Ce sont des business très intelligents. Toutefois, nous n'avons pas l'intention d'investir dans des sites qui se consacrent spécifiquement à ce segment. Pour nous, il ferait davantage sens de l'attaquer via Showroomprivé, qui peut déjà compter sur sa base de 11 millions de membres et 3 millions d'acheteurs en Europe. S'il est d'ailleurs si difficile pour WestWing, le clone allemand de OneKingsLane, de se faire une place en France, c'est en grande partie parce que Vente Privée et Showroomprivé y sont si forts. Sur la décoration et l'ameublement, Showroomprivé réalise déjà plus de 40 millions d'euros de ventes par an : c'est son segment en plus forte croissance. Les services de curation e-commerce, pour lesquels les marques sont bien moins importantes que l'usage, pourraient tout à fait constituer une opportunité très intéressante pour lui.

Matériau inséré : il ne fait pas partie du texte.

//! Error handling and error types for the probeset ranker.
//!
//! Every fallible operation in the crate returns [`Result`]. Errors are fatal
//! to the (task, gene list) unit that raised them; nothing in the library
//! retries. The driver decides whether to continue with the next unit.

use std::io;
use thiserror::Error;

/// Main error type for the probeset ranker.
#[derive(Error, Debug)]
pub enum RankerError {
    /// Invalid argument supplied to a core operation
    #[error("Invalid argument: {parameter} = {value}, {reason}")]
    InvalidArgument {
        /// Parameter name
        parameter: String,
        /// Rejected value as text
        value: String,
        /// Why the value was rejected
        reason: String,
    },

    /// The external trainer failed; carries the cross-validation round and
    /// fold (or the elimination round) that was being trained
    #[error("Training failure (round {round}{}): {message}", fold_suffix(.fold))]
    TrainingFailure {
        /// Round being trained
        round: usize,
        /// Fold within the round; `None` outside cross-validation
        fold: Option<usize>,
        /// Trainer message
        message: String,
    },

    /// A performance measure could not be computed
    #[error("Evaluation error: {message}")]
    Evaluation {
        /// Error description
        message: String,
    },

    /// Dataset consistency errors (labels, dimensions, unknown features)
    #[error("Dataset error: {message}")]
    Dataset {
        /// Error description
        message: String,
    },

    /// Configuration and validation errors
    #[error("Configuration error: {message}")]
    Config {
        /// Error description
        message: String,
    },

    /// Table and gene-list loading errors
    #[error("Data loading error: {message}")]
    DataLoading {
        /// Error description
        message: String,
    },

    /// File I/O errors
    #[error("I/O error: {source}")]
    Io {
        /// Underlying error
        #[from]
        source: io::Error,
    },

    /// Delimited table parsing and writing errors
    #[error("CSV error: {source}")]
    Csv {
        /// Underlying error
        #[from]
        source: csv::Error,
    },

    /// JSON configuration files that fail to parse or serialize
    #[error("JSON error: {source}")]
    Json {
        /// Underlying error
        #[from]
        source: serde_json::Error,
    },

    /// TOML configuration files that fail to parse
    #[error("TOML error: {source}")]
    Toml {
        /// Underlying error
        #[from]
        source: toml::de::Error,
    },
}

fn fold_suffix(fold: &Option<usize>) -> String {
    fold.map(|f| format!(", fold {}", f)).unwrap_or_default()
}

/// Type alias for Results using RankerError
pub type Result<T> = std::result::Result<T, RankerError>;

impl RankerError {
    /// Create an invalid argument error
    pub fn invalid_argument<P, V, R>(parameter: P, value: V, reason: R) -> Self
    where
        P: Into<String>,
        V: Into<String>,
        R: Into<String>,
    {
        RankerError::InvalidArgument {
            parameter: parameter.into(),
            value: value.into(),
            reason: reason.into(),
        }
    }

    /// Create a training failure for a cross-validation fold or an
    /// elimination round (`fold == None`)
    pub fn training_failure<S: Into<String>>(round: usize, fold: Option<usize>, message: S) -> Self {
        RankerError::TrainingFailure {
            round,
            fold,
            message: message.into(),
        }
    }

    /// Wrap an error raised by a trainer with round/fold context.
    ///
    /// A trainer error that already carries context keeps its message verbatim.
    pub fn in_training(self, round: usize, fold: Option<usize>) -> Self {
        let message = match self {
            RankerError::TrainingFailure { message, .. } => message,
            other => other.to_string(),
        };
        RankerError::TrainingFailure {
            round,
            fold,
            message,
        }
    }

    /// Create an evaluation error
    pub fn evaluation<S: Into<String>>(message: S) -> Self {
        RankerError::Evaluation {
            message: message.into(),
        }
    }

    /// Create a dataset error
    pub fn dataset<S: Into<String>>(message: S) -> Self {
        RankerError::Dataset {
            message: message.into(),
        }
    }

    /// Create a configuration error
    pub fn config<S: Into<String>>(message: S) -> Self {
        RankerError::Config {
            message: message.into(),
        }
    }

    /// Create a data loading error
    pub fn data_loading<S: Into<String>>(message: S) -> Self {
        RankerError::DataLoading {
            message: message.into(),
        }
    }

    /// Check if the driver may move on to the next unit after this error.
    ///
    /// Input and configuration problems affect every unit, so they are not.
    pub fn is_recoverable(&self) -> bool {
        match self {
            RankerError::InvalidArgument { .. } => true,
            RankerError::TrainingFailure { .. } => true,
            RankerError::Evaluation { .. } => true,
            RankerError::Dataset { .. } => true,
            RankerError::Config { .. } => false,
            RankerError::DataLoading { .. } => false,
            RankerError::Io { .. } => false,
            RankerError::Csv { .. } => false,
            RankerError::Json { .. } => false,
            RankerError::Toml { .. } => false,
        }
    }

    /// Get error category for logging
    pub fn category(&self) -> &'static str {
        match self {
            RankerError::InvalidArgument { .. } => "invalid_argument",
            RankerError::TrainingFailure { .. } => "training_failure",
            RankerError::Evaluation { .. } => "evaluation",
            RankerError::Dataset { .. } => "dataset",
            RankerError::Config { .. } => "config",
            RankerError::DataLoading { .. } => "data_loading",
            RankerError::Io { .. } => "io",
            RankerError::Csv { .. } => "csv",
            RankerError::Json { .. } => "json",
            RankerError::Toml { .. } => "toml",
        }
    }
}
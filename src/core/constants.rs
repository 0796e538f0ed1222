//! System constants and configuration defaults for the probeset ranker.

/// Default seed for fold partitioning. Reused verbatim across strategies so
/// that fold membership is identical for every compared feature set.
pub const DEFAULT_SEED: u64 = 42;

/// Default number of cross-validation folds.
pub const DEFAULT_FOLD_COUNT: usize = 5;

/// Default number of cross-validation repeats.
pub const DEFAULT_REPEAT_COUNT: usize = 1;

/// Default number of features kept by the bounded selector.
pub const DEFAULT_TOP_K: usize = 50;

/// Default final feature count for recursive elimination.
pub const DEFAULT_TARGET_COUNT: usize = 10;

/// Default fraction of candidates surviving one elimination round.
pub const DEFAULT_SHRINK_RATIO: f64 = 0.5;

/// Default learning rate for the logistic regression trainer.
pub const DEFAULT_LEARNING_RATE: f64 = 0.1;

/// Default number of full-batch gradient steps for the logistic regression trainer.
pub const DEFAULT_EPOCHS: usize = 200;

/// Default L2 penalty for the logistic regression trainer.
pub const DEFAULT_L2: f64 = 0.01;

/// Default measures computed by cross-validation.
pub const DEFAULT_MEASURES: &[&str] = &["auc", "acc", "f"];

/// A p-value that cannot be computed is treated as the worst possible outcome.
pub const NAN_P_VALUE: f64 = 1.0;

/// Decision threshold applied to predicted probabilities.
pub const PROBABILITY_THRESHOLD: f64 = 0.5;

/// Environment variable prefix for configuration overrides.
pub const ENV_PREFIX: &str = "PROBESET_";

/// Library version.
pub const PROBESET_RANKER_VERSION: &str = env!("CARGO_PKG_VERSION");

Quels sont selon vous les prochains business models qui naîtront de l'e-commerce ?

Il y a encore beaucoup de choses à faire dans le voyage. Par exemple en matière de découverte, pour aider le consommateur à décider où aller. Car lorsque vous vous rendez sur Expedia, Kayak et tous les grands sites actuels d'e-tourisme, vous connaissez déjà votre destination. La réponse à ce besoin est sûrement sociale. Je suis toujours à la recherche d'entreprises qui proposent ce genre de service.

Par ailleurs, nous regardons aujourd'hui davantage les sociétés de services e-commerce que les sites marchands. Par exemple dans le paiement, ou bien du côté des services permettant d'utiliser l'inventaire ou la capacité non utilisés encore, comme Hailo pour les taxis et Blablacar pour les voitures.

Pourquoi n'avoir jamais investi dans Pinterest, Fancy, ou un site de bookmarking ?

D'une part la valorisation de Pinterest a rapidement été très élevée par rapport à l'intérêt que nous lui portions à l'époque, d'autre part il nous semble que ces services sont des phénomènes purement américains qui traversent mal les frontières. Plus largement, beaucoup de ces grands services sociaux ne rencontrent le succès que sur les très gros marchés : aux Etats-Unis ou en Russie, mais pas en France ou en Allemagne.

Harry Nelis est un partner du bureau londonien d'Accel Partners. Titulaire d'un diplôme d'ingénieur en électricité de l'Université Technologique de Delft, aux Pays-Bas, ainsi que d'un MBA de Harvard Business School, il débute sa carrière dans la Silicon Valley où il intègre Hewlett Packard avant de fonder l'éditeur de logiciel E-motion. Il rejoint ensuite Goldman Sachs où il se consacre au conseil en fusions-acquisitions, puis le hedge fund Perry Capital, pour lequel il investit dans des sociétés de communication, de médias et de technologies. Il rejoint Accel Partners en 2004 et investit dans des sociétés Web et technologiques aussi bien en early stage que late-stage. Harry Nelis a notamment conduit les investissements d'Accel dans le comparateur allemand de produits financiers Check24, l'éditeur de jeux MMOG Gameforge, le comparateur de voyages Kayak ou encore le site de ventes événementielles Showroomprivé. Il siège au conseil d'administration de ces quatre sociétés.